Alternative promoters and splicing create multiple functionally distinct isoforms of oestrogen receptor alpha in breast cancer and healthy tissues

Abstract

Background: Oestrogen receptor alpha (ER) is involved in cell growth and proliferation and functions as a transcription factor, a transcriptional coregulator, and in cytoplasmic signalling. It affects, for example, bone, endometrium, ovaries and mammary epithelium. It is a key biomarker in clinical management of breast cancer, where it is used as a prognostic and treatment-predictive factor, and a therapeutical target. Several ER isoforms have been described, but transcript annotation in public databases is incomplete and inconsistent, and functional differences are not well understood.

Methods: We have analysed short- and long-read RNA sequencing data from breast tumours, breast cancer cell lines, and normal tissues to create a comprehensive annotation of ER transcripts and combined it with experimental studies of full-length protein and six alternative isoforms.

Results: The isoforms have varying transcription factor activity, subcellular localisation, and response to the ER-targeting drugs tamoxifen and fulvestrant. Antibodies differ in ability to detect alternative isoforms, which raises concerns for the interpretation of ER-status in routine pathology.

Conclusions: Future work should investigate the effects of alternative isoforms on patient survival and therapy response. An accurate annotation of ER isoforms will aid in interpretation of clinical data and inform functional studies to improve our understanding of the ER in health and disease.

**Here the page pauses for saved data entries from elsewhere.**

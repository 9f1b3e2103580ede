//! # Webhook signature verification
//!
//! The payment processor signs every webhook delivery with a shared secret: the signature is a keyed
//! BLAKE2b MAC over the raw request body, sent hex-encoded in a header. Settlement only accepts events
//! that pass this check, so a forged or corrupted delivery never reaches the ledger.
//!
//! [`HmacVerifier`] is the production implementation of [`WebhookVerifier`]. The checks can be
//! disabled for local development; a verifier constructed from configuration will log loudly if so.

use blake2::{
    digest::{FixedOutput, KeyInit, Mac},
    Blake2bMac512,
};
use log::{trace, warn};
use spg_common::Secret;

use crate::{
    processor_types::{RawSettlementEvent, SettlementEvent},
    traits::{AuthenticationError, WebhookVerifier},
};

/// Computes the hex-encoded keyed BLAKE2b-512 MAC of `data`.
///
/// The key must be at most 64 bytes, a limit of the BLAKE2b keying scheme.
pub fn calculate_webhook_hmac(secret: &str, data: &[u8]) -> Result<String, AuthenticationError> {
    let mut mac = new_mac(secret)?;
    Mac::update(&mut mac, data);
    let tag = mac.finalize_fixed();
    Ok(to_hex(&tag))
}

/// Checks a claimed hex signature against the payload. The comparison happens on the raw MAC bytes in
/// constant time.
pub fn verify_webhook_hmac(secret: &str, data: &[u8], signature: &str) -> Result<(), AuthenticationError> {
    let claimed = from_hex(signature).ok_or(AuthenticationError::InvalidSignature)?;
    let mut mac = new_mac(secret)?;
    Mac::update(&mut mac, data);
    mac.verify_slice(&claimed).map_err(|_| AuthenticationError::InvalidSignature)
}

fn new_mac(secret: &str) -> Result<Blake2bMac512, AuthenticationError> {
    <Blake2bMac512 as KeyInit>::new_from_slice(secret.as_bytes())
        .map_err(|e| AuthenticationError::VerifierMisconfigured(format!("Invalid webhook secret length. {e}")))
}

fn to_hex(bytes: &[u8]) -> String {
    bytes.iter().map(|b| format!("{b:02x}")).collect()
}

fn from_hex(s: &str) -> Option<Vec<u8>> {
    let s = s.trim();
    if s.len() % 2 != 0 {
        return None;
    }
    (0..s.len()).step_by(2).map(|i| u8::from_str_radix(&s[i..i + 2], 16).ok()).collect()
}

/// Verifies processor webhook deliveries with a shared-secret BLAKE2b MAC, then parses the settlement
/// event out of the payload.
#[derive(Clone)]
pub struct HmacVerifier {
    secret: Secret<String>,
    // If false, signature checks are skipped and any well-formed payload is accepted
    enabled: bool,
}

impl HmacVerifier {
    pub fn new(secret: Secret<String>, enabled: bool) -> Self {
        if !enabled {
            warn!(
                "🔐️ Webhook signature checks are DISABLED. Any well-formed payload will be accepted as \
                 authentic. Do not run production like this."
            );
        }
        Self { secret, enabled }
    }
}

impl WebhookVerifier for HmacVerifier {
    fn verify(&self, payload: &[u8], signature: Option<&str>) -> Result<SettlementEvent, AuthenticationError> {
        if self.enabled {
            let signature = signature.ok_or(AuthenticationError::MissingSignature)?;
            verify_webhook_hmac(self.secret.reveal(), payload, signature)?;
            trace!("🔐️ Webhook signature check ✅️");
        } else {
            trace!("🔐️ Webhook signature checks are disabled. Accepting payload.");
        }
        let raw = serde_json::from_slice::<RawSettlementEvent>(payload)
            .map_err(|e| AuthenticationError::MalformedPayload(e.to_string()))?;
        SettlementEvent::try_from(raw).map_err(|e| AuthenticationError::MalformedPayload(e.to_string()))
    }
}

Keywords: alternative splicing; breast cancer; isoforms; oestrogen receptor.

FIGURE 1

Heatmap illustrating the expression of splice junctions used in ESR1 transcripts among 3478 breast tumours with junctions sorted by increasing genomic coordinates from top to bottom. Only junctions with an expression of at least 2 counts per million reads (cpm) in at least 2 samples are shown. Tumours are labelled according to molecular subtype, grade and status for ER, progesterone receptor (PR), the tyrosine kinase receptor ERBB2 (also known as HER2) and positive lymph nodes at surgery (LN). ER, PR and HER2 status were defined by immunohistochemistry. Exons are marked in green if they are annotated in both GENCODE and RefSeq databases, yellow for GENCODE only, blue for RefSeq only and purple for novel exons.

FIGURE 2

Schematic illustration of the transcript structure for the most common isoforms in the long‐read sequencing data. These are isoforms that together encompass 80% of the full‐length reads for each primer pair. Annotated transcripts from GENCODE V36 and RefSeq release 109 are shown for comparison.

FIGURE 3

(A) Schematic illustration of the domain structure of the selected isoforms. (B) Isoform transcription factor activity on a dual‐luciferase reporter with firefly luciferase controlled by a 3xERE‐containing promoter. Luminescence from firefly luciferase was normalised to Renilla luciferase, and the activity was expressed relative to the baseline value for the empty pEGFP‐C1 vector with vehicle. ERfl = full‐length oestrogen receptor alpha (ER), vehicle control = 0.1% ethanol, E2 = oestradiol and 4OHT = 4‐hydroxytamoxifen. Bars indicate the mean of n = 3 replicates ± standard deviation. Two‐tailed Student's t‐test was used to test for significant differences in relative luciferase activity between each isoform and ERfl matched by treatment. *p < 0.05, **p < 0.01, ***p < 0.001, and ns = non‐significant.

FIGURE 4

Subcellular fractionation followed by western blotting to determine the relative distribution between cytoplasm and nucleus for each isoform using (A) an N‐terminal or (B) a C‐terminal anti‐ESR1 antibody. (C) Tubulin is included as a control for the purity of the cytoplasmic fraction and (D) lamin B2 for the nuclear fraction. (E) Quantitation of nuclear fraction in vehicle control and after 30 min treatment with 10 nM E2. Bars indicate the mean of n = 3 replicates ± standard deviation. T = total lysate, C = cytoplasmic fraction and N = nuclear fraction, vehicle control = 0.1% ethanol, E2 = oestradiol, ERfl = full‐length oestrogen receptor alpha (ER). **p < 0.01 and ***p < 0.001.

FIGURE 5

(A) HepG2 cells transfected with plasmids encoding full‐length ER or one of six alternative isoforms were treated for 6 and 24 h with vehicle control (0.01% DMSO) or 1 μM fulvestrant. ER expression was assessed by western blotting using N‐terminal and C‐terminal ER antibodies, and tubulin was used as a control for equal loading. (B) Quantitation of ER expression after 24 h treatment with vehicle or 1 μM fulvestrant by western blotting with an N‐terminal ER antibody. Band intensities were normalised to tubulin and expressed relative to the vehicle control for each isoform individually. Bars indicate the mean of n = 3 replicates ±standard deviation. **p < 0.01 and ns = not significant. pEGFP‐C1 = empty vector, ERfl = full‐length oestrogen receptor alpha (ER), kDa = kilo Dalton.